Not everyone has heard of dyspraxia – a neurodevelopmental disorder characterised by problems with muscle coordination and poor organisational skills. Even less well-known, perhaps, is verbal dyspraxia. As you might guess, someone with this condition finds it difficult to coordinate the movement of their tongue, lips, larynx, palate or facial muscles, meaning their speech can be unintelligible.
As with other neuro diversities, verbal dyspraxia has a wide range of variations and each person will have an individual profile of difficulties. According to information on the Dyspraxia Foundation’s website, common characteristics include:
- Having a limited range of consonant or vowel sounds
- Difficulties with the volume, pitch, rhythm and tone of speech
- Tendency to leave out words or insert the ‘wrong’ one into a sentence instead.
- Language and literacy development may be delayed
- Sometimes a family history of speech problems
Verbal Dyspraxia Affects a Child’s Ability to Access Education
Not surprisingly, children with verbal dyspraxia face a great many obstacles at school. Mikey is twenty-one and lives near Solihull in the west Midlands. He was diagnosed with verbal dyspraxia at the age of two when his mum noticed that his speech wasn’t developing in the same way as his peers. He also had traits of sensory processing disorder, dyslexia, OCD and autism, which also affected his ability to cope with schoolwork.
“I struggled throughout my education with everything to do with literacy, making accessing the curriculum almost impossible” he explains. “My mum managed to make sure that I had an EHC Plan, so I did have some one-to-one support, but even so, I left primary school with the reading and writing age of a seven-year-old. At secondary school, thanks to the amazing help of the learning support unit and a lot of hard work on my part, I caught up and passed my GCSEs. After three attempts, I finally passed English at college.”
Verbal Dyspraxia Affects Confidence
It took Mikey many years of speech therapy and hard effort to improve his ability to talk but although as an adult, he can now make himself understood, he admits he is still anxious when conversing with people he hasn’t met before. “I still have speech-sound errors and word-retrieval difficulties and I worry that strangers won’t understand me or that they will look at me and wonder why a young adult can’t speak properly,” he points out. “The lasting effect of not having a voice as a child stays with people long after they find their voice.”
Happily, he went on to pass his Level 3 Childcare and Education qualification and now works as an early years educator. He also gives talks to trainee teachers and speech and language therapists around the world, raising awareness and understanding of verbal dyspraxia, and has been running a Facebook group since he was thirteen, supporting others with the condition.
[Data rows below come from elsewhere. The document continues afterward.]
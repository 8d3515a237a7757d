//! wgpu backend for strand compositing.
//!
//! - `context` owns the instance/device/surface wiring plus the depth buffer
//!   and rebuilds swapchain state when the window resizes.
//! - `pipeline` compiles the GLSL quad shaders into the one blend pipeline.
//! - `layers` holds each strand's colour and mask textures.
//! - `target` implements [`CompositeTarget`](crate::compositor::CompositeTarget)
//!   on top of the above and is what `window` drives every frame.

mod context;
mod layers;
mod pipeline;
mod target;

pub(crate) use target::GpuTarget;
use std::borrow::Cow;

use wgpu::naga::ShaderStage;

use crate::compositor::QUAD_DEPTH;

/// Number of vertices in the full-screen quad (two triangles).
pub(crate) const QUAD_VERTEX_COUNT: u32 = 6;

/// Compiles the full-screen quad vertex shader.
pub(crate) fn compile_vertex_shader(device: &wgpu::Device) -> wgpu::ShaderModule {
    device.create_shader_module(wgpu::ShaderModuleDescriptor {
        label: Some("strand quad vertex"),
        source: wgpu::ShaderSource::Glsl {
            shader: Cow::Owned(vertex_source()),
            stage: ShaderStage::Vertex,
            defines: &[],
        },
    })
}

/// Compiles the two-texture compositing fragment shader.
pub(crate) fn compile_fragment_shader(device: &wgpu::Device) -> wgpu::ShaderModule {
    device.create_shader_module(wgpu::ShaderModuleDescriptor {
        label: Some("strand composite fragment"),
        source: wgpu::ShaderSource::Glsl {
            shader: Cow::Borrowed(FRAGMENT_SHADER_GLSL),
            stage: ShaderStage::Fragment,
            defines: &[],
        },
    })
}

/// Vertex shader with the quad depth baked in.
fn vertex_source() -> String {
    format!("#version 450\nconst float QUAD_DEPTH = {QUAD_DEPTH:?};\n{VERTEX_SHADER_BODY}")
}

/// Positions are clip space. Rasterized rows map to screen rows top to bottom
/// and columns are mirrored, so the layer's right edge lands on the left.
const VERTEX_SHADER_BODY: &str = r"layout(location = 0) out vec2 v_uv;

const vec2 positions[6] = vec2[6](
    vec2(-1.0, -1.0),
    vec2(1.0, -1.0),
    vec2(-1.0, 1.0),
    vec2(-1.0, 1.0),
    vec2(1.0, -1.0),
    vec2(1.0, 1.0)
);

void main() {
    vec2 pos = positions[gl_VertexIndex];
    v_uv = 0.5 * (1.0 - pos);
    gl_Position = vec4(pos, QUAD_DEPTH, 1.0);
}
";

/// RGB from the colour layer, alpha from the mask layer's red channel.
const FRAGMENT_SHADER_GLSL: &str = r"#version 450
layout(location = 0) in vec2 v_uv;
layout(location = 0) out vec4 out_color;

layout(set = 0, binding = 0) uniform texture2D color_layer;
layout(set = 0, binding = 1) uniform texture2D mask_layer;
layout(set = 0, binding = 2) uniform sampler layer_sampler;

void main() {
    vec3 rgb = texture(sampler2D(color_layer, layer_sampler), v_uv).rgb;
    float alpha = texture(sampler2D(mask_layer, layer_sampler), v_uv).r;
    out_color = vec4(rgb, alpha);
}
";
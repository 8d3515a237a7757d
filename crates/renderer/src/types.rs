use crate::frame::StrandSettings;
use crate::runtime::RenderPolicy;

/// Immutable configuration passed to the renderer at start-up.
///
/// `RendererConfig` mirrors CLI flags and the scene file: how large the window
/// is, how the strands look, and whether frames animate or get exported.
#[derive(Debug, Clone, PartialEq)]
pub struct RendererConfig {
    /// Window or export size in logical units.
    pub surface_size: (u32, u32),
    pub title: String,
    /// High-level render behaviour requested by the caller.
    pub policy: RenderPolicy,
    pub settings: StrandSettings,
}

impl Default for RendererConfig {
    /// An 800x600 animated window with the stock strand settings.
    fn default() -> Self {
        Self {
            surface_size: (800, 600),
            title: String::from("Glowstrands"),
            policy: RenderPolicy::default(),
            settings: StrandSettings::default(),
        }
    }
}
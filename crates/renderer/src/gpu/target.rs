use raw_window_handle::{HasDisplayHandle, HasWindowHandle};
use winit::dpi::PhysicalSize;

use crate::compile::QUAD_VERTEX_COUNT;
use crate::compositor::{CompositeTarget, Viewport};
use crate::error::{RenderError, RenderResult};
use crate::raster::RasterBuffer;

use super::context::GpuContext;
use super::layers::StrandTextures;
use super::pipeline::CompositePipeline;

/// Swapchain frame being recorded between `begin_frame` and `end_frame`.
struct ActiveFrame {
    surface_texture: wgpu::SurfaceTexture,
    view: wgpu::TextureView,
    encoder: wgpu::CommandEncoder,
    clear_color: bool,
    clear_depth: bool,
}

/// Window-backed compositing target.
///
/// Every pass of a frame is recorded into one encoder and submitted in
/// `end_frame`. Colour and depth clears are folded into the load ops of the
/// next pass that touches the attachment.
pub(crate) struct GpuTarget {
    context: GpuContext,
    pipeline: CompositePipeline,
    viewport: Viewport,
    frame: Option<ActiveFrame>,
}

impl GpuTarget {
    pub fn new<W>(window: &W, size: PhysicalSize<u32>, viewport: Viewport) -> RenderResult<Self>
    where
        W: HasDisplayHandle + HasWindowHandle,
    {
        let context = GpuContext::new(window, size)?;
        let pipeline = CompositePipeline::new(&context.device, context.surface_format)?;
        Ok(Self {
            context,
            pipeline,
            viewport,
            frame: None,
        })
    }

    pub fn resize(&mut self, size: PhysicalSize<u32>, viewport: Viewport) {
        self.context.resize(size);
        self.viewport = viewport;
    }

    /// Reconfigures the swapchain after it reported `Lost` or `Outdated`.
    pub fn recover_surface(&mut self) {
        self.frame = None;
        self.context.reconfigure();
    }

    pub fn size(&self) -> PhysicalSize<u32> {
        self.context.size
    }

    fn active_frame(&mut self) -> RenderResult<&mut ActiveFrame> {
        self.frame
            .as_mut()
            .ok_or_else(|| RenderError::gpu("no frame in progress"))
    }
}

impl CompositeTarget for GpuTarget {
    type Layer = StrandTextures;

    fn viewport(&self) -> Viewport {
        self.viewport
    }

    fn create_layer(&mut self, index: usize, width: u32, height: u32) -> RenderResult<StrandTextures> {
        if width == 0 || height == 0 {
            return Err(RenderError::surface_unavailable(width, height));
        }
        Ok(StrandTextures::new(
            &self.context.device,
            &self.pipeline,
            index,
            width,
            height,
        ))
    }

    fn begin_frame(&mut self) -> RenderResult<()> {
        let surface_texture = self.context.surface.get_current_texture()?;
        let view = surface_texture
            .texture
            .create_view(&wgpu::TextureViewDescriptor::default());
        let encoder = self
            .context
            .device
            .create_command_encoder(&wgpu::CommandEncoderDescriptor {
                label: Some("strand frame encoder"),
            });
        self.frame = Some(ActiveFrame {
            surface_texture,
            view,
            encoder,
            clear_color: true,
            clear_depth: true,
        });
        Ok(())
    }

    fn composite(
        &mut self,
        layer: &StrandTextures,
        color: &RasterBuffer,
        mask: &RasterBuffer,
    ) -> RenderResult<()> {
        layer.upload(&self.context.queue, color, mask)?;

        let depth_view = &self.context.depth_view;
        let pipeline = &self.pipeline.pipeline;
        let frame = self
            .frame
            .as_mut()
            .ok_or_else(|| RenderError::gpu("composite issued outside a frame"))?;

        let color_load = if frame.clear_color {
            wgpu::LoadOp::Clear(wgpu::Color::BLACK)
        } else {
            wgpu::LoadOp::Load
        };
        let depth_load = if frame.clear_depth {
            wgpu::LoadOp::Clear(1.0)
        } else {
            wgpu::LoadOp::Load
        };

        {
            let mut pass = frame.encoder.begin_render_pass(&wgpu::RenderPassDescriptor {
                label: Some("strand composite pass"),
                color_attachments: &[Some(wgpu::RenderPassColorAttachment {
                    view: &frame.view,
                    depth_slice: None,
                    resolve_target: None,
                    ops: wgpu::Operations {
                        load: color_load,
                        store: wgpu::StoreOp::Store,
                    },
                })],
                depth_stencil_attachment: Some(wgpu::RenderPassDepthStencilAttachment {
                    view: depth_view,
                    depth_ops: Some(wgpu::Operations {
                        load: depth_load,
                        store: wgpu::StoreOp::Store,
                    }),
                    stencil_ops: None,
                }),
                occlusion_query_set: None,
                timestamp_writes: None,
            });
            pass.set_pipeline(pipeline);
            pass.set_bind_group(0, &layer.bind_group, &[]);
            pass.draw(0..QUAD_VERTEX_COUNT, 0..1);
        }

        frame.clear_color = false;
        frame.clear_depth = false;
        Ok(())
    }

    fn clear_depth(&mut self) -> RenderResult<()> {
        self.active_frame()?.clear_depth = true;
        Ok(())
    }

    fn end_frame(&mut self) -> RenderResult<()> {
        let Some(mut frame) = self.frame.take() else {
            return Err(RenderError::gpu("end_frame issued outside a frame"));
        };

        if frame.clear_color {
            // No strand drew this frame; the black clear still has to land.
            let _pass = frame.encoder.begin_render_pass(&wgpu::RenderPassDescriptor {
                label: Some("background clear pass"),
                color_attachments: &[Some(wgpu::RenderPassColorAttachment {
                    view: &frame.view,
                    depth_slice: None,
                    resolve_target: None,
                    ops: wgpu::Operations {
                        load: wgpu::LoadOp::Clear(wgpu::Color::BLACK),
                        store: wgpu::StoreOp::Store,
                    },
                })],
                depth_stencil_attachment: None,
                occlusion_query_set: None,
                timestamp_writes: None,
            });
        }

        self.context
            .queue
            .submit(std::iter::once(frame.encoder.finish()));
        frame.surface_texture.present();
        Ok(())
    }
}
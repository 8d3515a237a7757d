use raw_window_handle::{HasDisplayHandle, HasWindowHandle};
use winit::dpi::PhysicalSize;

use crate::error::{RenderError, RenderResult};

pub(crate) const DEPTH_FORMAT: wgpu::TextureFormat = wgpu::TextureFormat::Depth32Float;

/// Device, queue and swapchain state for one window.
pub(crate) struct GpuContext {
    pub _instance: wgpu::Instance,
    pub surface: wgpu::Surface<'static>,
    pub device: wgpu::Device,
    pub queue: wgpu::Queue,
    pub config: wgpu::SurfaceConfiguration,
    pub size: PhysicalSize<u32>,
    pub surface_format: wgpu::TextureFormat,
    pub depth_view: wgpu::TextureView,
    max_dimension: u32,
}

impl GpuContext {
    pub(crate) fn new<T>(target: &T, initial_size: PhysicalSize<u32>) -> RenderResult<Self>
    where
        T: HasDisplayHandle + HasWindowHandle,
    {
        let instance = wgpu::Instance::new(&wgpu::InstanceDescriptor {
            backends: wgpu::Backends::all(),
            flags: wgpu::InstanceFlags::default(),
            memory_budget_thresholds: wgpu::MemoryBudgetThresholds::default(),
            backend_options: wgpu::BackendOptions::default(),
        });

        let window_handle = target
            .window_handle()
            .map_err(|err| RenderError::gpu(format!("failed to acquire window handle: {err}")))?;
        let display_handle = target
            .display_handle()
            .map_err(|err| RenderError::gpu(format!("failed to acquire display handle: {err}")))?;

        // SAFETY: the window outlives the surface; both are owned by the event
        // loop closure and the surface is dropped first.
        let surface = unsafe {
            instance.create_surface_unsafe(wgpu::SurfaceTargetUnsafe::RawHandle {
                raw_display_handle: display_handle.as_raw(),
                raw_window_handle: window_handle.as_raw(),
            })
        }
        .map_err(|err| RenderError::gpu(format!("failed to create rendering surface: {err}")))?;

        let adapter = pollster::block_on(instance.request_adapter(&wgpu::RequestAdapterOptions {
            power_preference: wgpu::PowerPreference::LowPower,
            compatible_surface: Some(&surface),
            force_fallback_adapter: false,
        }))
        .map_err(|err| RenderError::gpu(format!("failed to find a suitable GPU adapter: {err}")))?;

        let adapter_info = adapter.get_info();
        let limits = adapter.limits();
        tracing::debug!(
            name = %adapter_info.name,
            backend = ?adapter_info.backend,
            device_type = ?adapter_info.device_type,
            "selected GPU adapter"
        );

        let max_dimension = limits.max_texture_dimension_2d;
        let requested_width = initial_size.width.max(1);
        let requested_height = initial_size.height.max(1);
        if requested_width > max_dimension || requested_height > max_dimension {
            return Err(RenderError::gpu(format!(
                "GPU max texture dimension is {max_dimension}, requested surface is {requested_width}x{requested_height}"
            )));
        }

        let surface_caps = surface.get_capabilities(&adapter);
        // Layer bytes are already sRGB encoded, so they pass through a non-sRGB target.
        let surface_format = match surface_caps
            .formats
            .iter()
            .copied()
            .find(|format| !format.is_srgb())
        {
            Some(format) => format,
            None => {
                let fallback = surface_caps
                    .formats
                    .first()
                    .copied()
                    .ok_or_else(|| RenderError::gpu("surface reports no supported formats"))?;
                tracing::warn!(
                    ?fallback,
                    "no non-sRGB surface format available; colours will be re-encoded"
                );
                fallback
            }
        };

        let (device, queue) = pollster::block_on(adapter.request_device(&wgpu::DeviceDescriptor {
            label: Some("glowstrands device"),
            required_features: wgpu::Features::empty(),
            required_limits: limits.clone(),
            memory_hints: wgpu::MemoryHints::MemoryUsage,
            trace: wgpu::Trace::default(),
        }))
        .map_err(|err| RenderError::gpu(format!("failed to create GPU device: {err}")))?;

        let present_mode = surface_caps
            .present_modes
            .iter()
            .copied()
            .find(|mode| *mode == wgpu::PresentMode::Fifo)
            .or_else(|| surface_caps.present_modes.first().copied())
            .unwrap_or(wgpu::PresentMode::Fifo);
        let alpha_mode = surface_caps
            .alpha_modes
            .first()
            .copied()
            .unwrap_or(wgpu::CompositeAlphaMode::Auto);
        tracing::debug!(?present_mode, ?surface_format, "configuring surface");

        let size = PhysicalSize::new(requested_width, requested_height);
        let config = wgpu::SurfaceConfiguration {
            usage: wgpu::TextureUsages::RENDER_ATTACHMENT,
            format: surface_format,
            width: size.width,
            height: size.height,
            present_mode,
            alpha_mode,
            view_formats: vec![],
            desired_maximum_frame_latency: 2,
        };
        surface.configure(&device, &config);
        let depth_view = create_depth_view(&device, size);

        Ok(Self {
            _instance: instance,
            surface,
            device,
            queue,
            config,
            size,
            surface_format,
            depth_view,
            max_dimension,
        })
    }

    /// Reconfigures the swapchain and depth buffer. Zero-sized requests are
    /// ignored (minimised windows).
    pub(crate) fn resize(&mut self, new_size: PhysicalSize<u32>) {
        if new_size.width == 0 || new_size.height == 0 {
            return;
        }
        let width = new_size.width.min(self.max_dimension);
        let height = new_size.height.min(self.max_dimension);
        if (width, height) != (new_size.width, new_size.height) {
            tracing::warn!(
                requested_width = new_size.width,
                requested_height = new_size.height,
                width,
                height,
                "window larger than GPU texture limit; clamping surface"
            );
        }

        self.size = PhysicalSize::new(width, height);
        self.config.width = width;
        self.config.height = height;
        self.surface.configure(&self.device, &self.config);
        self.depth_view = create_depth_view(&self.device, self.size);
    }

    /// Re-applies the current configuration after the surface was lost.
    pub(crate) fn reconfigure(&mut self) {
        self.surface.configure(&self.device, &self.config);
    }
}

fn create_depth_view(device: &wgpu::Device, size: PhysicalSize<u32>) -> wgpu::TextureView {
    let texture = device.create_texture(&wgpu::TextureDescriptor {
        label: Some("depth buffer"),
        size: wgpu::Extent3d {
            width: size.width.max(1),
            height: size.height.max(1),
            depth_or_array_layers: 1,
        },
        mip_level_count: 1,
        sample_count: 1,
        dimension: wgpu::TextureDimension::D2,
        format: DEPTH_FORMAT,
        usage: wgpu::TextureUsages::RENDER_ATTACHMENT,
        view_formats: &[],
    });
    texture.create_view(&wgpu::TextureViewDescriptor::default())
}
Not Enough Understanding of Verbal Dyspraxia
“There is definitely not enough awareness in schools,” Mikey comments. “Teachers don’t get enough training in SEN and there are many children with speech and language difficulties where school staff have no understanding of the impact of their struggles on both learning and friendships. Health professionals aren’t much better – even some speech and language therapists don’t understand how to treat verbal dyspraxia. This is something I am trying to change.
“As for the general public, my own family had never heard of the condition until I received my diagnosis nineteen years ago and I hear from many people diagnosed today who say the same thing,” he continues. “When you tell someone you have verbal dyspraxia, you’re met with, ‘What’s that?’ or, ‘Don’t you mean dyslexia?’”
In addition, he believes, getting a diagnosis appears to be more difficult these days because health professionals now like to wait till children are older to avoid a misdiagnosis.
According to the Dyspraxia Foundation, people with verbal dyspraxia can be helped with a programme of exercises that improve fine motor control and breathing. They caution that this is a slow, tiring process and that it works best when children are encouraged to have fun and persevere.
“I would like people to understand that it is a lifelong, neurological speech disorder,” Mikey concludes. “It doesn’t just disappear the day we are discharged from speech and language therapy or become an adult. Children with verbal dyspraxia grow up to be adults with verbal dyspraxia. It evolves and presents itself differently as we find our voice.”